Motif analysis of TF binding sites
In order to discover TF motifs, we perform a de novo motif search using the discovery rank of the imbalanced motifs (DRIM). We first classify TF binding sites into three different groups (strong, moderate and weak) based on their binding strength. Next, we extract the top 500 sites from each group and then perform DRIM on each set separately.
Examples of DRIM identified novel motif. ChIP-sequencing is able to identify the TFBS (transcription factor binding site) motif patterns based upon the sequencing data. The motif logo above shows the typical results for a binding motif. The nucleotides are sorted by their frequencies from top to bottom, and the height of each nucleotide is proportional to its frequency. The top nucleotide is the most enriched at these positions.
High-Resolution visualization of binding profiles within regions of interest
Using UCSC genome browser, one can visualize our ChIP-seq data together with gene structure, conservation score, histone modification and other transcription factor binding signals.
ChIP-seq signal visualization. ChIP-Seq signals of Dpy-30 and H3K4me3 are visualized together in the genome browser. Representation of gene loci includes the Pcdhg gene cluster. The visualization of ChIP-Seq binding clearly shows their strong genome-wide overlap in both peak distribution and relative heights. (Jiang, H., et al., Cell, 2011. 144(4): p. 513-525. Dpy-30 library construction, sequencing and basic data analyses were performed at Arraystar Inc.)

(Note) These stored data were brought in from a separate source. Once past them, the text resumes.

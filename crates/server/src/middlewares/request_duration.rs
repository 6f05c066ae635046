use std::time::Instant;

use once_cell::sync::Lazy;
use poem::{
    endpoint::{make_sync, BoxEndpoint},
    http::StatusCode,
    Endpoint, EndpointExt, IntoResponse, Middleware, Request, Response, Result,
};
use prometheus::{register_histogram_vec, Encoder, HistogramVec, TextEncoder};

use crate::is_grpc_request;

static REQUEST_DURATION: Lazy<HistogramVec> = Lazy::new(|| {
    register_histogram_vec!(
        "micro_request_duration_seconds",
        "Time spent serving a request, by protocol and HTTP status.",
        &["protocol", "status"]
    )
    .expect("micro_request_duration_seconds should register once")
});

/// Records every request in the `micro_request_duration_seconds` histogram,
/// labelled with the protocol branch it took (`grpc` or `http`) and the HTTP
/// status of the response.
pub struct RequestDuration;

impl<E: Endpoint> Middleware<E> for RequestDuration {
    type Output = RequestDurationEndpoint<E>;

    fn transform(&self, ep: E) -> Self::Output {
        RequestDurationEndpoint { inner: ep }
    }
}

/// The endpoint wrapper produced by [`RequestDuration`].
pub struct RequestDurationEndpoint<E> {
    inner: E,
}

impl<E: Endpoint> Endpoint for RequestDurationEndpoint<E> {
    type Output = Response;

    async fn call(&self, req: Request) -> Result<Self::Output> {
        let protocol = if is_grpc_request(&req) { "grpc" } else { "http" };
        let start = Instant::now();
        let res = self.inner.call(req).await.map(IntoResponse::into_response);
        let status = match &res {
            Ok(resp) => resp.status(),
            Err(err) => err.status(),
        };
        REQUEST_DURATION
            .with_label_values(&[protocol, status.as_str()])
            .observe(start.elapsed().as_secs_f64());
        res
    }
}

/// An endpoint rendering the default prometheus registry in the text
/// exposition format. Mount it on the gateway, e.g. at `/metrics`.
pub fn metrics_endpoint() -> BoxEndpoint<'static, Response> {
    make_sync(|_| {
        let mut buf = Vec::new();
        match TextEncoder::new().encode(&prometheus::gather(), &mut buf) {
            Ok(()) => Response::builder()
                .content_type(prometheus::TEXT_FORMAT)
                .body(buf),
            Err(err) => Response::builder()
                .status(StatusCode::INTERNAL_SERVER_ERROR)
                .body(err.to_string()),
        }
    })
    .boxed()
}

#[cfg(test)]
mod tests {
    use poem::http::Version;

    use super::*;

    #[tokio::test]
    async fn observes_requests_by_protocol() {
        let ep = make_sync(|_| "ok").with(RequestDuration);
        let grpc_before = REQUEST_DURATION
            .with_label_values(&["grpc", "200"])
            .get_sample_count();

        ep.call(
            Request::builder()
                .version(Version::HTTP_2)
                .content_type("application/grpc")
                .finish(),
        )
        .await
        .unwrap();
        ep.call(Request::builder().finish()).await.unwrap();

        assert_eq!(
            REQUEST_DURATION
                .with_label_values(&["grpc", "200"])
                .get_sample_count(),
            grpc_before + 1
        );
        assert!(
            REQUEST_DURATION
                .with_label_values(&["http", "200"])
                .get_sample_count()
                >= 1
        );
    }

    #[tokio::test]
    async fn metrics_endpoint_exposes_histogram() {
        let ep = make_sync(|_| "ok").with(RequestDuration);
        ep.call(Request::builder().finish()).await.unwrap();

        let body = metrics_endpoint()
            .call(Request::builder().finish())
            .await
            .unwrap()
            .into_body()
            .into_string()
            .await
            .unwrap();
        assert!(body.contains("micro_request_duration_seconds"));
    }
}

1. Johnson, D.S., et al., Genome-wide mapping of in vivo protein-DNA interactions. Science, 2007. 316(5830): p. 1497-502.
2. Robertson, G., et al., Genome-wide profiles of STAT1 DNA association using chromatin immunoprecipitation and massively parallel sequencing. Nat Methods, 2007. 4(8): p. 651-7.
3. Barski, A., et al., High-resolution profiling of histone methylations in the human genome. Cell, 2007. 129(4): p. 823-37.
4. Mikkelsen, T.S., et al., Genome-wide maps of chromatin state in pluripotent and lineage-committed cells. Nature, 2007. 448(7153): p. 553-60.